■ **Task goal**
Answer with one figure only, the number of lines below in which "filename" occurs.

■ **Stored data entries**
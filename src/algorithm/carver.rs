//! Randomized depth-first carving with backtracking and wall jumps
//!
//! Starting from the entrance, the walk repeatedly moves to a random adjacent
//! unvisited path cell. When no adjacent cell qualifies it looks two cells
//! ahead instead and opens the single wall cell in between, which is how
//! corridors through the structural wall lattice are carved. Dead ends are
//! resolved by backtracking along an explicit stack.

use crate::algorithm::perimeter::select_entrance_and_exit;
use crate::algorithm::visited::VisitedSet;
use crate::io::configuration::{MAX_GRID_DIMENSION, MIN_GRID_DIMENSION};
use crate::io::error::{MazeError, Result};
use crate::spatial::{GridPosition, MazeGrid, MazeResult};
use rand::{Rng, SeedableRng, rngs::StdRng};

/// Orthogonal step directions as row/column deltas
const DIRECTIONS: [(i64, i64); 4] = [(-1, 0), (0, -1), (0, 1), (1, 0)];

/// Generate a maze from a fixed seed
///
/// Convenience wrapper around [`generate_maze`] driving a seeded [`StdRng`];
/// equal seeds produce identical mazes.
///
/// # Errors
///
/// Returns [`MazeError::InvalidDimension`] for dimensions that are below 3,
/// even, or above the maximum grid dimension.
pub fn generate_seeded(width: usize, height: usize, seed: u64) -> Result<MazeResult> {
    let mut rng = StdRng::seed_from_u64(seed);
    generate_maze(width, height, &mut rng)
}

/// Generate a maze using the supplied random source
///
/// Places the entrance and exit on opposite halves of the perimeter, builds
/// the parity wall grid, and carves corridors with the depth-first walk. The
/// returned maze is fully connected: every path cell is reachable from the
/// entrance through 4-directional moves.
///
/// # Errors
///
/// Returns [`MazeError::InvalidDimension`] for dimensions that are below 3,
/// even, or above the maximum grid dimension, and
/// [`MazeError::IncompleteMaze`] if the walk halts with unreached path cells
/// (impossible for validated dimensions, checked rather than assumed).
pub fn generate_maze<R: Rng>(width: usize, height: usize, rng: &mut R) -> Result<MazeResult> {
    validate_dimension("width", width)?;
    validate_dimension("height", height)?;

    let (entrance, exit) = select_entrance_and_exit(width, height, rng);
    let grid = MazeGrid::with_parity_walls(height, width, &[entrance, exit]);

    let mut carver = Carver::new(grid, entrance);
    carver.run(rng)?;

    Ok(MazeResult {
        entrance,
        exit,
        grid: carver.grid.into_walls(),
    })
}

fn validate_dimension(dimension: &'static str, value: usize) -> Result<()> {
    if value < MIN_GRID_DIMENSION {
        return Err(MazeError::InvalidDimension {
            dimension,
            value,
            reason: "must be at least 3",
        });
    }
    if value % 2 == 0 {
        return Err(MazeError::InvalidDimension {
            dimension,
            value,
            reason: "must be odd for the wall parity scheme",
        });
    }
    if value > MAX_GRID_DIMENSION {
        return Err(MazeError::InvalidDimension {
            dimension,
            value,
            reason: "exceeds the maximum grid dimension",
        });
    }
    Ok(())
}

/// Walk state for one carve run
struct Carver {
    grid: MazeGrid,
    visited: VisitedSet,
    stack: Vec<GridPosition>,
    current: GridPosition,
    /// Path cells not yet visited; the loop condition of the walk
    remaining: usize,
}

impl Carver {
    fn new(grid: MazeGrid, entrance: GridPosition) -> Self {
        let mut visited = VisitedSet::new(grid.rows(), grid.cols());
        visited.mark(entrance);
        let remaining = grid.path_cell_count().saturating_sub(1);

        Self {
            grid,
            visited,
            stack: Vec::new(),
            current: entrance,
            remaining,
        }
    }

    fn run<R: Rng>(&mut self, rng: &mut R) -> Result<()> {
        while self.remaining > 0 {
            let mut candidates = self.unvisited_neighbors(1);
            if candidates.is_empty() {
                candidates = self.unvisited_neighbors(2);
            }

            if candidates.is_empty() {
                match self.stack.pop() {
                    Some(previous) => self.current = previous,
                    None => break,
                }
            } else {
                let choice = rng.random_range(0..candidates.len());
                if let Some(&next) = candidates.get(choice) {
                    self.advance(next);
                }
            }
        }

        // Left-over unvisited cells mean a disconnected maze; reject it
        // outright instead of returning a partial result
        if self.remaining > 0 {
            return Err(MazeError::IncompleteMaze {
                unreached: self.remaining,
                grid_dimensions: (self.grid.rows(), self.grid.cols()),
            });
        }
        Ok(())
    }

    /// Step onto the chosen cell, opening the intermediate wall on a jump
    fn advance(&mut self, next: GridPosition) {
        self.stack.push(self.current);

        let span = next.row.abs_diff(self.current.row) + next.col.abs_diff(self.current.col);
        if span == 2 {
            let between = GridPosition::new(
                (self.current.row + next.row) / 2,
                (self.current.col + next.col) / 2,
            );
            self.grid.open(between);
            self.visited.mark(between);
        }

        self.current = next;
        self.visited.mark(next);
        self.remaining -= 1;
    }

    fn unvisited_neighbors(&self, distance: i64) -> Vec<GridPosition> {
        let mut neighbors = Vec::with_capacity(4);
        for (row_step, col_step) in DIRECTIONS {
            let row = self.current.row as i64 + row_step * distance;
            let col = self.current.col as i64 + col_step * distance;
            if row < 0 || col < 0 {
                continue;
            }

            let candidate = GridPosition::new(row as usize, col as usize);
            if !self.grid.is_wall(candidate) && !self.visited.is_marked(candidate) {
                neighbors.push(candidate);
            }
        }
        neighbors
    }
}
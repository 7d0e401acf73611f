//! PNG rendering of generated mazes

use crate::io::error::{MazeError, Result};
use crate::io::render::RenderOptions;
use crate::spatial::{GridPosition, MazeResult};
use image::{ImageBuffer, Rgba};

/// Export a maze as a PNG image, one filled square per wall cell
///
/// The image is `width * tile_size` by `height * tile_size` pixels, with
/// wall tiles in the wall color over a path-colored background.
///
/// # Errors
///
/// Returns an error if:
/// - The parent directory cannot be created
/// - The image cannot be saved to the specified path
pub fn export_maze_as_png(
    result: &MazeResult,
    options: &RenderOptions,
    output_path: &str,
) -> Result<()> {
    let tile_size = options.tile_size;
    let pixel_width = result.width() as u32 * tile_size;
    let pixel_height = result.height() as u32 * tile_size;

    let img = ImageBuffer::from_fn(pixel_width, pixel_height, |x, y| {
        let cell = GridPosition::new((y / tile_size) as usize, (x / tile_size) as usize);
        if result.is_wall(cell) {
            Rgba(options.wall_color)
        } else {
            Rgba(options.path_color)
        }
    });

    if let Some(parent) = std::path::Path::new(output_path).parent()
        && !parent.as_os_str().is_empty()
    {
        std::fs::create_dir_all(parent).map_err(|e| MazeError::FileSystem {
            path: parent.to_path_buf(),
            operation: "create directory",
            source: e,
        })?;
    }

    img.save(output_path).map_err(|e| MazeError::ImageExport {
        path: output_path.into(),
        source: e,
    })?;

    Ok(())
}
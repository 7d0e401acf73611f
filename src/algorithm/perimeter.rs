//! Perimeter walking for entrance and exit placement
//!
//! The grid boundary is treated as a clockwise cycle starting at the top-left
//! corner: top row, right column, bottom row, left column. A walked distance
//! along that cycle resolves to a boundary cell, with a parity correction that
//! keeps the cell off the structural wall lines of each edge.

use crate::spatial::GridPosition;
use rand::Rng;

/// Length of the boundary cycle for a `width` by `height` grid
pub const fn perimeter_len(width: usize, height: usize) -> usize {
    2 * (width + height - 2)
}

// Shift an even coordinate down onto the nearest odd row/column
const fn odd_below(value: i64) -> i64 {
    if value % 2 == 0 { value - 1 } else { value }
}

// Shift an even coordinate up onto the nearest odd row/column
const fn odd_above(value: i64) -> i64 {
    if value % 2 == 0 { value + 1 } else { value }
}

// Corrected coordinates at the corner offsets of each edge segment can
// escape the axis by one cell; pull them back into the open band. The band
// ends are odd for odd axis lengths, so the result stays off the wall lines.
fn into_open_band(value: i64, axis_len: usize) -> usize {
    value.clamp(1, axis_len as i64 - 2) as usize
}

/// Map a clockwise walked distance along the boundary cycle to a cell
///
/// `offset` is taken modulo the perimeter length. The four edge segments are
/// resolved in left, bottom, right, top order, each with its own parity
/// correction away from the structural wall lines.
pub fn cell_at_perimeter_offset(width: usize, height: usize, offset: usize) -> GridPosition {
    let perimeter = perimeter_len(width, height) as i64;
    let width_i = width as i64;
    let height_i = height as i64;
    let offset = (offset as i64).rem_euclid(perimeter);

    if offset > perimeter - height_i {
        let row = odd_below(perimeter - offset);
        GridPosition::new(into_open_band(row, height), 0)
    } else if offset > perimeter - height_i - width_i + 1 {
        let col = odd_above(perimeter - height_i - offset + 1);
        GridPosition::new(height - 1, into_open_band(col, width))
    } else if offset > perimeter - 2 * height_i - width_i + 2 {
        let row = odd_below(offset - height_i + 1);
        GridPosition::new(into_open_band(row, height), width - 1)
    } else {
        let col = odd_above(offset);
        GridPosition::new(0, into_open_band(col, width))
    }
}

/// Draw entrance and exit cells from opposite halves of the boundary cycle
///
/// The entrance offset is drawn from the first half of the cycle and the exit
/// offset from the second, which lands the entrance on the top or right edge
/// and the exit on the bottom or left edge. The two can therefore never
/// resolve to the same cell.
pub fn select_entrance_and_exit<R: Rng>(
    width: usize,
    height: usize,
    rng: &mut R,
) -> (GridPosition, GridPosition) {
    let perimeter = perimeter_len(width, height);
    let entrance = cell_at_perimeter_offset(width, height, rng.random_range(0..perimeter / 2));
    let exit = cell_at_perimeter_offset(width, height, rng.random_range(perimeter / 2..perimeter));
    (entrance, exit)
}
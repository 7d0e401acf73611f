//! Error types for generation and export operations

use std::fmt;
use std::path::PathBuf;

/// Main error type for all maze operations
#[derive(Debug)]
pub enum MazeError {
    /// A requested grid dimension cannot produce a well-formed maze
    InvalidDimension {
        /// Name of the offending dimension
        dimension: &'static str,
        /// Provided value that failed validation
        value: usize,
        /// Explanation of why the value is invalid
        reason: &'static str,
    },

    /// The carve walk halted before visiting every path cell
    ///
    /// Returned instead of a partial maze; cannot occur for dimensions that
    /// pass validation.
    IncompleteMaze {
        /// Path cells the walk never reached
        unreached: usize,
        /// Grid dimensions (rows, cols)
        grid_dimensions: (usize, usize),
    },

    /// Rendering parameter validation failed
    InvalidParameter {
        /// Name of the invalid parameter
        parameter: &'static str,
        /// Provided value that failed validation
        value: String,
        /// Explanation of why the value is invalid
        reason: String,
    },

    /// Failed to save a rendered maze image to disk
    ImageExport {
        /// Path where export was attempted
        path: PathBuf,
        /// Underlying image export error
        source: image::ImageError,
    },

    /// General file system operation failure
    FileSystem {
        /// Path involved in the operation
        path: PathBuf,
        /// Description of the operation that failed
        operation: &'static str,
        /// Underlying I/O error
        source: std::io::Error,
    },
}

impl fmt::Display for MazeError {
    fn fmt(&self, f: &mut fmt::Formatter<'_>) -> fmt::Result {
        match self {
            Self::InvalidDimension {
                dimension,
                value,
                reason,
            } => {
                write!(f, "Invalid {dimension} {value}: {reason}")
            }
            Self::IncompleteMaze {
                unreached,
                grid_dimensions,
            } => {
                write!(
                    f,
                    "Carve walk left {unreached} path cells unreached (grid size {}x{})",
                    grid_dimensions.0, grid_dimensions.1
                )
            }
            Self::InvalidParameter {
                parameter,
                value,
                reason,
            } => {
                write!(f, "Invalid parameter '{parameter}' = '{value}': {reason}")
            }
            Self::ImageExport { path, source } => {
                write!(
                    f,
                    "Failed to export image to '{}': {source}",
                    path.display()
                )
            }
            Self::FileSystem {
                path,
                operation,
                source,
            } => {
                write!(
                    f,
                    "File system error during {operation} on '{}': {source}",
                    path.display()
                )
            }
        }
    }
}

impl std::error::Error for MazeError {
    fn source(&self) -> Option<&(dyn std::error::Error + 'static)> {
        match self {
            Self::ImageExport { source, .. } => Some(source),
            Self::FileSystem { source, .. } => Some(source),
            _ => None,
        }
    }
}

/// Convenience type alias for maze operation results
pub type Result<T> = std::result::Result<T, MazeError>;

impl From<std::io::Error> for MazeError {
    fn from(err: std::io::Error) -> Self {
        Self::FileSystem {
            path: PathBuf::from("<unknown>"),
            operation: "unknown",
            source: err,
        }
    }
}

/// Create an invalid parameter error
pub fn invalid_parameter(
    parameter: &'static str,
    value: &impl ToString,
    reason: &impl ToString,
) -> MazeError {
    MazeError::InvalidParameter {
        parameter,
        value: value.to_string(),
        reason: reason.to_string(),
    }
}
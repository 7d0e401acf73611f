//! Progress display for maze batch runs

use indicatif::{ProgressBar, ProgressStyle};
use std::sync::LazyLock;

static BATCH_STYLE: LazyLock<ProgressStyle> = LazyLock::new(|| {
    ProgressStyle::default_bar()
        .template("[{elapsed_precise}] Mazes: [{bar:40.cyan/blue}] {pos}/{len} {msg}")
        .unwrap_or_else(|_| ProgressStyle::default_bar())
        .progress_chars("█▉▊▋▌▍▎▏ ")
});

/// Coordinates progress display for batch generation
pub struct ProgressManager {
    bar: Option<ProgressBar>,
}

impl Default for ProgressManager {
    fn default() -> Self {
        Self::new()
    }
}

impl ProgressManager {
    /// Create a progress manager with no active bar
    pub const fn new() -> Self {
        Self { bar: None }
    }

    /// Create the batch bar sized to the number of mazes
    pub fn initialize(&mut self, maze_count: usize) {
        let bar = ProgressBar::new(maze_count as u64);
        bar.set_style(BATCH_STYLE.clone());
        self.bar = Some(bar);
    }

    /// Show the output file currently being generated
    pub fn start_maze(&self, output_name: &str) {
        if let Some(ref bar) = self.bar {
            bar.set_message(output_name.to_string());
        }
    }

    /// Advance the batch bar by one finished maze
    pub fn complete_maze(&self) {
        if let Some(ref bar) = self.bar {
            bar.inc(1);
        }
    }

    /// Clean up the progress display
    pub fn finish(&self) {
        if let Some(ref bar) = self.bar {
            bar.finish_with_message("All mazes generated");
        }
    }
}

■ **Solution**
2